I read the well-holy wellness green food sites with two fingers at the ready, to make the gagging noises. I hate that shit.  I should clarify. I like the food. I like to eat healthily, and I always have. What I don’t like is a supercilious attitude towards food and eating, and the   prosyletising of health like a religion. Do what works for you, I say. I don’t need to see your hemp seed whale glue tree bark smoothie in a jam jar with a stripey paper straw to know you’re healthy. If you say you feel good, then great. I believe you. Pictorial evidence not required.

Work lunch. Will put hairs on your chest and spinach in your teeth. Grossly hypocritical gloating pic of healthy eating.
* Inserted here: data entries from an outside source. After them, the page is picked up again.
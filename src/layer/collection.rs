//! Helpers over ordered layer collections.

use std::collections::HashSet;

use thiserror::Error;

use super::types::Layer;

/// Structural invariant violations in a layer collection
#[derive(Debug, Clone, PartialEq, Error)]
pub enum ValidationError {
    #[error("duplicate layer id '{0}'")]
    DuplicateId(String),
    #[error("layer '{id}' has negative size {width}x{height}")]
    NegativeSize { id: String, width: f64, height: f64 },
    #[error("layer '{id}' has a non-finite {field}")]
    NonFinite { id: String, field: &'static str },
}

/// Check identifier uniqueness, finite geometry and non-negative sizes.
///
/// Stacking indices are not checked; duplicates there are tolerated.
pub fn validate_layers(layers: &[Layer]) -> Result<(), ValidationError> {
    let mut seen = HashSet::with_capacity(layers.len());
    for layer in layers {
        if !seen.insert(layer.id()) {
            return Err(ValidationError::DuplicateId(layer.id().to_string()));
        }
        let base = layer.base();
        let geometry = [
            ("x", base.x),
            ("y", base.y),
            ("width", base.width),
            ("height", base.height),
            ("rotation", base.rotation),
            ("opacity", base.effective_opacity()),
        ];
        if let Some((field, _)) = geometry.into_iter().find(|(_, value)| !value.is_finite()) {
            return Err(ValidationError::NonFinite {
                id: base.id.clone(),
                field,
            });
        }
        if base.width < 0.0 || base.height < 0.0 {
            return Err(ValidationError::NegativeSize {
                id: base.id.clone(),
                width: base.width,
                height: base.height,
            });
        }
    }
    Ok(())
}

pub fn find_layer<'a>(layers: &'a [Layer], id: &str) -> Option<&'a Layer> {
    layers.iter().find(|layer| layer.id() == id)
}

pub fn find_layer_mut<'a>(layers: &'a mut [Layer], id: &str) -> Option<&'a mut Layer> {
    layers.iter_mut().find(|layer| layer.id() == id)
}

/// Stacking index that places a new layer above every existing one
pub fn next_z_index(layers: &[Layer]) -> i32 {
    layers
        .iter()
        .map(Layer::z_index)
        .max()
        .map_or(0, |max| max.saturating_add(1))
}

/// Layers in paint order (ascending z, ties keep collection order)
pub fn paint_order(layers: &[Layer]) -> Vec<&Layer> {
    let mut ordered: Vec<&Layer> = layers.iter().collect();
    ordered.sort_by_key(|layer| layer.z_index());
    ordered
}

/// Renumber stacking indices to 0..n following the current paint order.
pub fn normalize_z_indices(layers: &mut [Layer]) {
    let mut order: Vec<usize> = (0..layers.len()).collect();
    order.sort_by_key(|&index| layers[index].z_index());
    for (z, index) in order.into_iter().enumerate() {
        layers[index].base_mut().z_index = z as i32;
    }
}

/// Rotation folded into [0, 360)
pub fn normalize_rotation(degrees: f64) -> f64 {
    let folded = degrees.rem_euclid(360.0);
    // rem_euclid can round up to exactly 360 for tiny negative inputs
    if folded >= 360.0 { 0.0 } else { folded }
}

/// Compare two rotations modulo 360
pub fn rotations_equal(a: f64, b: f64) -> bool {
    same_value(normalize_rotation(a), normalize_rotation(b))
}

/// Equality that treats two NaNs as the same value
pub fn same_value(a: f64, b: f64) -> bool {
    a == b || (a.is_nan() && b.is_nan())
}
First and last ever.

Work lunch. Will put hairs on your chest and spinach in your teeth. Grossly hypocritical gloating pic of healthy eating. First and last ever.

Unfortunately, I love healthy food, but I LOVE ALL THE FOOD. Including cheese. I want to be moderate and healthy, but I can’t even manage that right now. And this stupid ‘un-diet’ is working for me in a head-being-less-explosive guts not speaking in exclamation marks kind of way. I’m smiling spinach at people on the train to brighten their mornings too, as an added bonus. Damn you, bandwagon body. Climbing on without asking if I wanted to come.  I want to drink the wine and eat figs and goats cheese and prosciutto until I’m a dairy nitrite headache acne filled cretin. But body says no. Too tired. Too sore.

No fun Kim. Pleased to meet you. Let’s see how we go.
Xx

Are any of you doing this ‘green’ thing? Are you out and proud or are you in the closet like me?